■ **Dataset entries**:
******************************
//! Device and session seams
//!
//! The vendor runtime is reached through two traits. A [`Session`] is the
//! host-owned connection that knows which device is currently active. A
//! [`HeadsetDevice`] is the command interface of that device: every query the
//! engine makes goes through it and may fail with a [`DeviceError`].
//!
//! SPDX-License-Identifier: GPL-3.0

use serde::{Deserialize, Serialize};
use std::fmt;

use crate::events::SerialKind;
use crate::raw::AudioType;

/// Name reported when neither the product name nor the internal name is set
pub const UNKNOWN_DEVICE_NAME: &str = "Could not determine device name";

/// Charging status reported by the headset battery
#[derive(Debug, Clone, Copy, PartialEq, Eq, Default, Serialize, Deserialize)]
#[serde(rename_all = "snake_case")]
pub enum ChargeStatus {
    #[default]
    Unknown,
    NotConnected,
    NotBatteryPowered,
    ConnectedNotCharging,
    ConnectedTrickleCharging,
    ConnectedFastCharging,
    ConnectedChargeError,
}

impl ChargeStatus {
    /// True for every "charger connected" sub-state
    pub fn is_connected(self) -> bool {
        matches!(
            self,
            ChargeStatus::ConnectedNotCharging
                | ChargeStatus::ConnectedTrickleCharging
                | ChargeStatus::ConnectedFastCharging
                | ChargeStatus::ConnectedChargeError
        )
    }
}

/// Coarse battery level
#[derive(Debug, Clone, Copy, PartialEq, Eq, Default, Serialize, Deserialize)]
#[serde(rename_all = "snake_case")]
pub enum BatteryLevel {
    #[default]
    Empty,
    Low,
    Medium,
    High,
    Full,
}

/// Last known wearing-sensor state
#[derive(Debug, Clone, Copy, PartialEq, Eq, Default, Serialize, Deserialize)]
#[serde(rename_all = "snake_case")]
pub enum WearState {
    #[default]
    Unknown,
    Don,
    Doff,
}

/// Audio path of a multiline base
#[derive(Debug, Clone, Copy, PartialEq, Eq, Hash, Serialize, Deserialize)]
#[serde(rename_all = "snake_case")]
pub enum LineType {
    Pc,
    Mobile,
    Deskphone,
}

/// Notification channels a device can be subscribed to
#[derive(Debug, Clone, Copy, PartialEq, Eq, Hash, PartialOrd, Ord, Serialize, Deserialize)]
#[serde(rename_all = "snake_case")]
pub enum DeviceChannel {
    /// Button presses, audio state and mute changes
    DeviceEvents,
    /// Headset, base and mobile state changes
    Listener,
    /// Asynchronous headset serial number delivery
    ExtendedHeadset,
    /// Asynchronous base serial number delivery
    ExtendedBase,
}

impl DeviceChannel {
    pub const ALL: [DeviceChannel; 4] = [
        DeviceChannel::DeviceEvents,
        DeviceChannel::Listener,
        DeviceChannel::ExtendedHeadset,
        DeviceChannel::ExtendedBase,
    ];

    /// Extended channels are optional; failing to subscribe is tolerated
    pub fn is_required(self) -> bool {
        matches!(self, DeviceChannel::DeviceEvents | DeviceChannel::Listener)
    }
}

/// Identity of an attached device
#[derive(Debug, Clone, PartialEq, Eq, Default, Serialize, Deserialize)]
pub struct DeviceInfo {
    /// USB product id
    pub product_id: u16,
    /// Marketing name, may be empty
    #[serde(default)]
    pub product_name: String,
    /// Firmware internal name, used when the product name is empty
    #[serde(default)]
    pub internal_name: String,
    /// Session-level device path, used to match removal notifications
    #[serde(default)]
    pub path: String,
}

impl DeviceInfo {
    /// Product name, else internal name, else a fixed placeholder
    pub fn display_name(&self) -> &str {
        if !self.product_name.is_empty() {
            &self.product_name
        } else if !self.internal_name.is_empty() {
            &self.internal_name
        } else {
            UNKNOWN_DEVICE_NAME
        }
    }

    /// Product id formatted the way the capability table stores it
    pub fn product_id_hex(&self) -> String {
        format!("0x{:04X}", self.product_id)
    }
}

/// Command interface of the active device
///
/// Queries take `&self`; commands that change device-side registration take
/// `&mut self`. Implementations may raise follow-up raw events as a side
/// effect of a query (some firmware answers a charge-status read with a new
/// battery notification); those arrive through the normal event source.
pub trait HeadsetDevice: Send {
    fn info(&self) -> DeviceInfo;

    fn subscribe(&mut self, channel: DeviceChannel) -> DeviceResult<()>;
    fn unsubscribe(&mut self, channel: DeviceChannel) -> DeviceResult<()>;

    /// Whether the device has a display that needs one-time initialization
    fn supports_display(&self) -> bool;
    fn init_display(&mut self) -> DeviceResult<()>;

    fn enable_proximity(&mut self, enable: bool) -> DeviceResult<()>;
    /// Ask for one asynchronous Near/Far report
    fn request_proximity(&mut self) -> DeviceResult<()>;

    fn is_headset_docked(&self) -> DeviceResult<bool>;
    fn charge_status(&self) -> DeviceResult<ChargeStatus>;
    fn battery_level(&self) -> DeviceResult<BatteryLevel>;
    fn wear_state(&self) -> DeviceResult<WearState>;
    fn mute(&self) -> DeviceResult<bool>;
    fn audio_state(&self) -> DeviceResult<AudioType>;

    fn hold_state(&self, line: LineType) -> DeviceResult<bool>;
    fn is_line_active(&self, line: LineType) -> DeviceResult<bool>;

    /// Synchronous 16-byte serial read
    fn read_serial(&self, kind: SerialKind) -> DeviceResult<[u8; 16]>;
    /// Asynchronous serial request, answered on an extended channel
    fn request_serial(&mut self, kind: SerialKind) -> DeviceResult<()>;

    /// Ask the paired mobile for its call status (answered as mobile state events)
    fn request_mobile_call_status(&mut self) -> DeviceResult<()>;
    fn mobile_caller_id(&self) -> DeviceResult<String>;
}

/// Host-owned connection to the vendor runtime
pub trait Session: Send {
    /// The device the runtime currently considers active, if any
    fn active_device(&mut self) -> DeviceResult<Option<Box<dyn HeadsetDevice>>>;

    /// Whether the runtime's call manager has an active softphone call
    fn has_active_call(&self) -> DeviceResult<bool>;
}

/// Device query error type
#[derive(Debug, Clone, PartialEq, Eq)]
pub enum DeviceError {
    /// Session or device cannot be reached
    Unavailable,
    /// Feature is absent on this device
    NotSupported(&'static str),
    /// Any other failure reported by the runtime
    Failed(String),
}

impl fmt::Display for DeviceError {
    fn fmt(&self, f: &mut fmt::Formatter<'_>) -> fmt::Result {
        match self {
            DeviceError::Unavailable => write!(f, "Device unavailable"),
            DeviceError::NotSupported(feature) => {
                write!(f, "Feature not supported on this device: {}", feature)
            }
            DeviceError::Failed(msg) => write!(f, "Device command failed: {}", msg),
        }
    }
}

impl std::error::Error for DeviceError {}

/// Result of a device query
pub type DeviceResult<T> = Result<T, DeviceError>;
******************************
■ **ACTION ITEM**: Copy the data above exactly. Every line must be included.

■ **EXERCISE OUTPUT**:
//! Device and session seams
//!
//! The vendor runtime is reached through two traits. A [`Session`] is the
//! host-owned connection that knows which device is currently active. A
//! [`HeadsetDevice`] is the command interface of that device: every query the
//! engine makes goes through it and may fail with a [`DeviceError`].
//!
//! SPDX-License-Identifier: GPL-3.0

use serde::{Deserialize, Serialize};
use std::fmt;

use crate::events::SerialKind;
use crate::raw::AudioType;

/// Name reported when neither the product name nor the internal name is set
pub const UNKNOWN_DEVICE_NAME: &str = "Could not determine device name";

/// Charging status reported by the headset battery
#[derive(Debug, Clone, Copy, PartialEq, Eq, Default, Serialize, Deserialize)]
#[serde(rename_all = "snake_case")]
pub enum ChargeStatus {
    #[default]
    Unknown,
    NotConnected,
    NotBatteryPowered,
    ConnectedNotCharging,
    ConnectedTrickleCharging,
    ConnectedFastCharging,
    ConnectedChargeError,
}

impl ChargeStatus {
    /// True for every "charger connected" sub-state
    pub fn is_connected(self) -> bool {
        matches!(
            self,
            ChargeStatus::ConnectedNotCharging
                | ChargeStatus::ConnectedTrickleCharging
                | ChargeStatus::ConnectedFastCharging
                | ChargeStatus::ConnectedChargeError
        )
    }
}

/// Coarse battery level
#[derive(Debug, Clone, Copy, PartialEq, Eq, Default, Serialize, Deserialize)]
#[serde(rename_all = "snake_case")]
pub enum BatteryLevel {
    #[default]
    Empty,
    Low,
    Medium,
    High,
    Full,
}

/// Last known wearing-sensor state
#[derive(Debug, Clone, Copy, PartialEq, Eq, Default, Serialize, Deserialize)]
#[serde(rename_all = "snake_case")]
pub enum WearState {
    #[default]
    Unknown,
    Don,
    Doff,
}

/// Audio path of a multiline base
#[derive(Debug, Clone, Copy, PartialEq, Eq, Hash, Serialize, Deserialize)]
#[serde(rename_all = "snake_case")]
pub enum LineType {
    Pc,
    Mobile,
    Deskphone,
}

/// Notification channels a device can be subscribed to
#[derive(Debug, Clone, Copy, PartialEq, Eq, Hash, PartialOrd, Ord, Serialize, Deserialize)]
#[serde(rename_all = "snake_case")]
pub enum DeviceChannel {
    /// Button presses, audio state and mute changes
    DeviceEvents,
    /// Headset, base and mobile state changes
    Listener,
    /// Asynchronous headset serial number delivery
    ExtendedHeadset,
    /// Asynchronous base serial number delivery
    ExtendedBase,
}

impl DeviceChannel {
    pub const ALL: [DeviceChannel; 4] = [
        DeviceChannel::DeviceEvents,
        DeviceChannel::Listener,
        DeviceChannel::ExtendedHeadset,
        DeviceChannel::ExtendedBase,
    ];

    /// Extended channels are optional; failing to subscribe is tolerated
    pub fn is_required(self) -> bool {
        matches!(self, DeviceChannel::DeviceEvents | DeviceChannel::Listener)
    }
}

/// Identity of an attached device
#[derive(Debug, Clone, PartialEq, Eq, Default, Serialize, Deserialize)]
pub struct DeviceInfo {
    /// USB product id
    pub product_id: u16,
    /// Marketing name, may be empty
    #[serde(default)]
    pub product_name: String,
    /// Firmware internal name, used when the product name is empty
    #[serde(default)]
    pub internal_name: String,
    /// Session-level device path, used to match removal notifications
    #[serde(default)]
    pub path: String,
}

impl DeviceInfo {
    /// Product name, else internal name, else a fixed placeholder
    pub fn display_name(&self) -> &str {
        if !self.product_name.is_empty() {
            &self.product_name
        } else if !self.internal_name.is_empty() {
            &self.internal_name
        } else {
            UNKNOWN_DEVICE_NAME
        }
    }

    /// Product id formatted the way the capability table stores it
    pub fn product_id_hex(&self) -> String {
        format!("0x{:04X}", self.product_id)
    }
}

/// Command interface of the active device
///
/// Queries take `&self`; commands that change device-side registration take
/// `&mut self`. Implementations may raise follow-up raw events as a side
/// effect of a query (some firmware answers a charge-status read with a new
/// battery notification); those arrive through the normal event source.
pub trait HeadsetDevice: Send {
    fn info(&self) -> DeviceInfo;

    fn subscribe(&mut self, channel: DeviceChannel) -> DeviceResult<()>;
    fn unsubscribe(&mut self, channel: DeviceChannel) -> DeviceResult<()>;

    /// Whether the device has a display that needs one-time initialization
    fn supports_display(&self) -> bool;
    fn init_display(&mut self) -> DeviceResult<()>;

    fn enable_proximity(&mut self, enable: bool) -> DeviceResult<()>;
    /// Ask for one asynchronous Near/Far report
    fn request_proximity(&mut self) -> DeviceResult<()>;

    fn is_headset_docked(&self) -> DeviceResult<bool>;
    fn charge_status(&self) -> DeviceResult<ChargeStatus>;
    fn battery_level(&self) -> DeviceResult<BatteryLevel>;
    fn wear_state(&self) -> DeviceResult<WearState>;
    fn mute(&self) -> DeviceResult<bool>;
    fn audio_state(&self) -> DeviceResult<AudioType>;

    fn hold_state(&self, line: LineType) -> DeviceResult<bool>;
    fn is_line_active(&self, line: LineType) -> DeviceResult<bool>;

    /// Synchronous 16-byte serial read
    fn read_serial(&self, kind: SerialKind) -> DeviceResult<[u8; 16]>;
    /// Asynchronous serial request, answered on an extended channel
    fn request_serial(&mut self, kind: SerialKind) -> DeviceResult<()>;

    /// Ask the paired mobile for its call status (answered as mobile state events)
    fn request_mobile_call_status(&mut self) -> DeviceResult<()>;
    fn mobile_caller_id(&self) -> DeviceResult<String>;
}

/// Host-owned connection to the vendor runtime
pub trait Session: Send {
    /// The device the runtime currently considers active, if any
    fn active_device(&mut self) -> DeviceResult<Option<Box<dyn HeadsetDevice>>>;

    /// Whether the runtime's call manager has an active softphone call
    fn has_active_call(&self) -> DeviceResult<bool>;
}

/// Device query error type
#[derive(Debug, Clone, PartialEq, Eq)]
pub enum DeviceError {
    /// Session or device cannot be reached
    Unavailable,
    /// Feature is absent on this device
    NotSupported(&'static str),
    /// Any other failure reported by the runtime
    Failed(String),
}

impl fmt::Display for DeviceError {
    fn fmt(&self, f: &mut fmt::Formatter<'_>) -> fmt::Result {
        match self {
            DeviceError::Unavailable => write!(f, "Device unavailable"),
            DeviceError::NotSupported(feature) => {
                write!(f, "Feature not supported on this device: {}", feature)
            }
            DeviceError::Failed(msg) => write!(f, "Device command failed: {}", msg),
        }
    }
}

impl std::error::Error for DeviceError {}

/// Result of a device query
pub type DeviceResult<T> = Result<T, DeviceError>;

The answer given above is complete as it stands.